The West Australian government has taken the first steps in a massive program of work to transition the public service from an owner-operated IT model to a consumption-based approach, in an attempt to restore the fortunes of the state’s long-suffering technology environment.

Several years of criticism by the auditor-general for its IT management prompted the state government in September to give WA IT a shot in the arm by hiring its first-ever whole-of-government chief information officer.
The inaugural appointee, Giles Nunis, has been tasked with ensuring the state’s $1 billion annual IT expenditure respresents value for money and reduces the state's risk profile.
Nunis and his team are currently working on WA’s first whole-of-government IT strategy ahead of its scheduled release early next year, with a focus on cost savings and efficiencies.
The government wants to recoup $110 million of IT expenditure over the next four years.
It is starting with infrastructure, this week releasing the first tender in the GCIO-led overhaul to unshackle the state from its IT infrastructure.
It is expected to formally introduce a consumption-based model for IT procurement in late 2016, however specific details of its policy are unlikely to be revealed until the government releases its official IT strategy.
Nunis and his team want to sign up partners to a five-year head agreement across whole-of-government that will cover compute, storage, and a unified communications network-as-a-service.
The agreement will cover data centre co-location, private and public cloud, and a state-wide communications network connecting all public sector sites.
The government expects to sign the agreement before July next year.
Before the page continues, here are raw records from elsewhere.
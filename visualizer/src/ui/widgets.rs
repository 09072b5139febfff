use ratatui::{
    style::Style,
    symbols::Marker,
    text::{Line, Span},
    widgets::{
        canvas::{Canvas, Context, Line as Segment, Points},
        Block, Borders, Paragraph, Wrap,
    },
};

use super::theme::Theme;
use crate::state::model::{FrameView, Phase};

fn panel(title: &str) -> Block<'_> {
    Block::default()
        .borders(Borders::ALL)
        .border_style(Theme::border())
        .title(Span::styled(title, Theme::title()))
}

pub fn header(view: &FrameView) -> Paragraph<'_> {
    let (phase, phase_style) = match view.phase {
        Phase::Training => ("TRAINING", Theme::title()),
        Phase::Paused => ("PAUSED", Theme::warn()),
        Phase::Finished => ("FINISHED", Theme::title()),
    };

    let steps = match view.max_steps {
        Some(max) => format!("{} / {max}", view.step),
        None => view.step.to_string(),
    };

    let line1 = Line::from(vec![
        Span::styled("Single neuron perceptron", Theme::title()),
        Span::raw("  |  "),
        Span::styled(phase, phase_style),
    ]);

    let line2 = Line::from(Span::styled(
        format!(
            "Elapsed: {:02}:{:02}  |  Steps: {steps}  |  Tick: {} ms",
            view.elapsed.as_secs() / 60,
            view.elapsed.as_secs() % 60,
            view.tick_interval.as_millis(),
        ),
        Theme::dim(),
    ));

    Paragraph::new(vec![line1, line2])
        .style(Theme::base())
        .block(panel("Overview"))
        .wrap(Wrap { trim: true })
}

/// The sampling plane: every point shaded by the perceptron's answer, the ground truth line and
/// the estimated boundary when there is one.
pub fn plot(view: &FrameView) -> Canvas<'_, impl Fn(&mut Context) + '_> {
    Canvas::default()
        .block(panel("Plane"))
        .marker(Marker::Braille)
        .background_color(Theme::BG)
        .x_bounds(view.x_bounds)
        .y_bounds(view.y_bounds)
        .paint(move |ctx| {
            let [(x1, y1), (x2, y2)] = view.target;
            ctx.draw(&Segment {
                x1,
                y1,
                x2,
                y2,
                color: Theme::FG_MUTED,
            });

            ctx.layer();

            ctx.draw(&Points {
                coords: &view.over,
                color: Theme::OVER,
            });
            ctx.draw(&Points {
                coords: &view.under,
                color: Theme::UNDER,
            });

            if let Some(line) = view.boundary {
                ctx.layer();
                ctx.draw(&Segment {
                    x1: line.p0.x as f64,
                    y1: line.p0.y as f64,
                    x2: line.p1.x as f64,
                    y2: line.p1.y as f64,
                    color: Theme::FG_NEON,
                });
            }
        })
}

pub fn weights(view: &FrameView) -> Paragraph<'_> {
    let mut lines: Vec<Line> = view
        .weights
        .iter()
        .zip(["w_x", "w_y", "w_bias"])
        .map(|(w, name)| Line::from(format!("{name:>7}: {w:+.4}")))
        .collect();

    lines.push(Line::from(""));
    lines.push(Line::from(format!("corrections: {}", view.corrections)));

    let agreement = match view.agreement {
        Some(a) => format!("{:.1}%", a * 100.),
        None => "-".into(),
    };
    lines.push(Line::from(format!("agreement: {agreement}")));

    let estimate = match view.boundary.and_then(|line| line.slope()) {
        Some(slope) => Span::raw(format!("estimate slope: {slope:+.3}")),
        None if view.boundary.is_some() => Span::raw("estimate slope: vertical"),
        None => Span::styled("no estimate this frame", Theme::muted()),
    };
    lines.push(Line::from(estimate));

    Paragraph::new(lines)
        .style(Theme::base())
        .block(panel("Neuron"))
        .wrap(Wrap { trim: true })
}

pub fn legend(view: &FrameView) -> Paragraph<'_> {
    let entry = |symbol: &'static str, style: Style, text: String| {
        Line::from(vec![Span::styled(symbol, style), Span::raw(" "), Span::raw(text)])
    };

    let lines = vec![
        entry("•", Theme::over(), "neuron says over the line".into()),
        entry("•", Theme::under(), "neuron says under the line".into()),
        entry("─", Theme::muted(), format!("target {}", view.target_label)),
        entry("─", Theme::title(), "estimated boundary".into()),
        Line::from(Span::styled("space: pause  q: quit", Theme::dim())),
    ];

    Paragraph::new(lines).style(Theme::base()).block(panel("Legend"))
}

pub fn logs(view: &FrameView) -> Paragraph<'_> {
    let tail = view.logs.iter().rev().take(6).rev();

    let lines = tail
        .map(|l| {
            Line::from(vec![
                Span::styled(format!("[{}] ", l.level), Theme::dim()),
                Span::raw(l.message.as_str()),
            ])
        })
        .collect::<Vec<_>>();

    Paragraph::new(lines)
        .style(Theme::base())
        .block(panel("Events"))
        .wrap(Wrap { trim: true })
}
The deal will have a five-year extension option, and will be managed by a yet-to-be-established government service brokerage unit.
Rising from the ashes
At the moment, individual agencies each have their own independent arrangements for buying and operating IT.
This has led to the duplication of infrastructure - a lot of which isn’t used, according to the WA GCIO’s office.
Agencies generally own and run their own computer rooms or data centres, incurring both capital and operational costs.
While internet connectivity is provided for around 74 agencies by state service provider ServiceNet, other agencies have their own arrangements with suppliers.
Similarly, the government campus network provides voice and data to a handful of agencies physically located near the network, but again, most departments sort out communications with carriers on their own.
This means the government spends around $18 million each year on phone calls - a lot of which are to and from colleagues in the public sector.
The WA government admits there is a lot of waste in its current approach to IT.
Enter the GovNext-ICT program.
The project is intended to leverage the private sector’s ability to provide flexible cloud-based compute, network and storage infrastructure services that match demand with capacity.
It has the support of the state cabinet, and it is expected that most WA agencies will transition to the head agreement after it is signed.
The founding pillars of the effort are to provide:
- “Efficient, scalable, reliable, agile and interoperable” infrastructure and communications services
- The foundation for innovative IT solutions for government service delivery
- Transparency of costs and operations, and
- A coordinated approach to the use and procurement of IT.
Under the program, more than 60 data centres and 450 racks will be consolidated down to a “small number” of geographically distributed facilities with redundant, high-speed connections.
More than 18,000 virtual servers will be migrated into a pay-as-you-go multi-tenanted private cloud capability dubbed GovCloud, which will also offer “seamless public cloud integration”.
And the new state-wide GovNet will serve as the single virtual network for the public sector, consolidating the use of voice, data and unified communications into a consumption-based service model.
At least nine departments that make up over 80 percent of annual government IT spending have already committed to the transformation, specifically Health, Education, Finance, Transport, Main Roads, the Public Transport Authority, Attorney-General, Corrective Services and WA Police.
Paving the way
“Whenever I talk to directors general and chief executives in government about starting an IT project, the first thing they say is ‘I need money for new servers’ or ‘I need to extend the network’. They haven’t even started the project yet," GCIO Giles Nunis told iTnews in October.
Taking away the infrastructure question would mean departments are no longer stuck simply keeping the lights on.
“At the end of the day I am really interested in trying to take away that pain of infrastructure that really constrains the ability of government to deliver services in a better way.
“If I take that away we can focus on the type of innovation we want to see in terms of how we transact with the community and cooperate across departments.”
It’s this mindset he’s hoping to instil in CIOs across the public sector.
Nunis' plan - once the infrastructure overhaul is complete - is to take his transformation efforts to the digital arena.
"It would be great if we had enough analytics and information in government that we could make decisions based on good cross-government data served up to our ministers and cabinet so they can decide on the next bit of major infrastructure we need to put in place, whether that is roads, trains or hospitals.
“One of the areas we are looking at is ways to manage identity and how we validate those going forward … part of taking that complexity out of transacting with government is not having to go to multiple places to do the same thing multiple times," he said.